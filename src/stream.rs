//! The streaming decoder, turning raw, undelimited MIDI bytes into messages.
//!
//! Raw MIDI streams are what travels through a 5-pin DIN cable or a UART: there is no framing
//! other than the status bytes themselves, messages may omit their status byte (running status),
//! single-byte realtime messages may show up anywhere (even between the data bytes of another
//! message), and a connection may be picked up or lost in the middle of a message.
//!
//! The [`Decoder`](struct.Decoder.html) consumes such a stream one byte at a time and calls the
//! matching [`Handler`](trait.Handler.html) slot as soon as a message is complete.

use crate::{
    buffer::{Buffer, BufferFull},
    handler::Handler,
    message::{
        ChannelPressure, ControlChange, MtcQuarterFrame, MtcQuarterFrameMessage, NoteMessage,
        PitchBend, PolyPressure, ProgramChange, SystemRealtime,
    },
    prelude::*,
    DecodeError, Error, Result,
};
use tracing::{debug, trace, warn};

/// The 7 kinds of channel message, selected by bits 6-4 of the status byte.
#[derive(Copy, Clone, PartialEq, Eq, Debug)]
enum ChannelKind {
    NoteOff,
    NoteOn,
    PolyPressure,
    ControlChange,
    ProgramChange,
    ChannelPressure,
    PitchBend,
}
impl ChannelKind {
    /// Only valid for status bytes in the `0x80 ..= 0xEF` range.
    fn from_status(status: u8) -> ChannelKind {
        use ChannelKind::*;
        match status >> 4 {
            0x8 => NoteOff,
            0x9 => NoteOn,
            0xA => PolyPressure,
            0xB => ControlChange,
            0xC => ProgramChange,
            0xD => ChannelPressure,
            _ => PitchBend,
        }
    }

    /// Program change and channel pressure carry a single data byte, everything else carries two.
    fn is_single_byte(self) -> bool {
        matches!(self, ChannelKind::ProgramChange | ChannelKind::ChannelPressure)
    }
}

#[derive(Copy, Clone, PartialEq, Eq, Debug)]
struct ChannelStatus {
    kind: ChannelKind,
    channel: u4,
}

/// Where the next data byte goes.
#[derive(Copy, Clone, PartialEq, Eq, Debug)]
enum Continuation {
    /// No status byte seen since the stream started or lost sync.
    Aborted,
    /// A message that does not repeat just completed.
    Closed,
    /// A channel message, holding its first data byte once it arrives.
    /// Completed messages re-arm this state with `None`, which implements running status.
    Channel(ChannelStatus, Option<u7>),
    /// Accumulating a system-exclusive message into the sysex buffer.
    SysEx,
    /// The sysex in progress outgrew the buffer, and will be dropped when it ends.
    SysExOverflowed,
    MtcQuarterFrame,
    SongPositionLsb,
    SongPositionMsb(u7),
    SongSelect,
}

/// A streaming raw MIDI decoder.
///
/// The decoder owns all parsing state for a single stream, so decoding several streams (eg. one
/// per input port) takes one decoder each.
///
/// # Usage
///
/// ```rust
/// use midirx::{Decoder, Handler, NoteMessage, SliceBuffer};
///
/// struct Printer;
/// impl Handler for Printer {
///     type Timestamp = u64;
///     fn note_on(&mut self, msg: NoteMessage, ts: u64) {
///         println!("{}: key {} down on channel {}", ts, msg.key, msg.channel);
///     }
/// }
///
/// let mut storage = [0; 256];
/// let mut decoder = Decoder::new(SliceBuffer::new(&mut storage), Printer).unwrap();
/// for (ts, &byte) in [0x92, 0x3C, 0x40].iter().enumerate() {
///     decoder.feed(byte, ts as u64);
/// }
/// ```
///
/// # Recovery
///
/// Stream anomalies are reported through [`Handler::error`](trait.Handler.html#method.error) and
/// never stop the decoder: stray data bytes are reported and discarded until the next status byte
/// arrives, at which point decoding carries on as usual.
///
/// # Policies
///
/// - A system-exclusive message that is interrupted by any status byte other than a realtime
///     byte or its `0xF7` terminator (including another `0xF0`) is discarded without a callback.
/// - A system-exclusive message larger than the buffer is reported once as
///     `DecodeError::SysexTooLarge` and discarded as a whole.
/// - Pitch bend values are delivered raw, `0x2000` being the center.
/// - The reserved realtime bytes `0xF9` and `0xFD` are ignored.
pub struct Decoder<B, H: Handler> {
    sysex: B,
    handler: Option<H>,
    cont: Continuation,
    running_status: Option<u8>,
}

**WHAT TO WORK ON**
Look through the entries for lines containing the word "Printer" and return each one.

**WORKED SOLUTION**
/// struct Printer;
/// impl Handler for Printer {
/// let mut decoder = Decoder::new(SliceBuffer::new(&mut storage), Printer).unwrap();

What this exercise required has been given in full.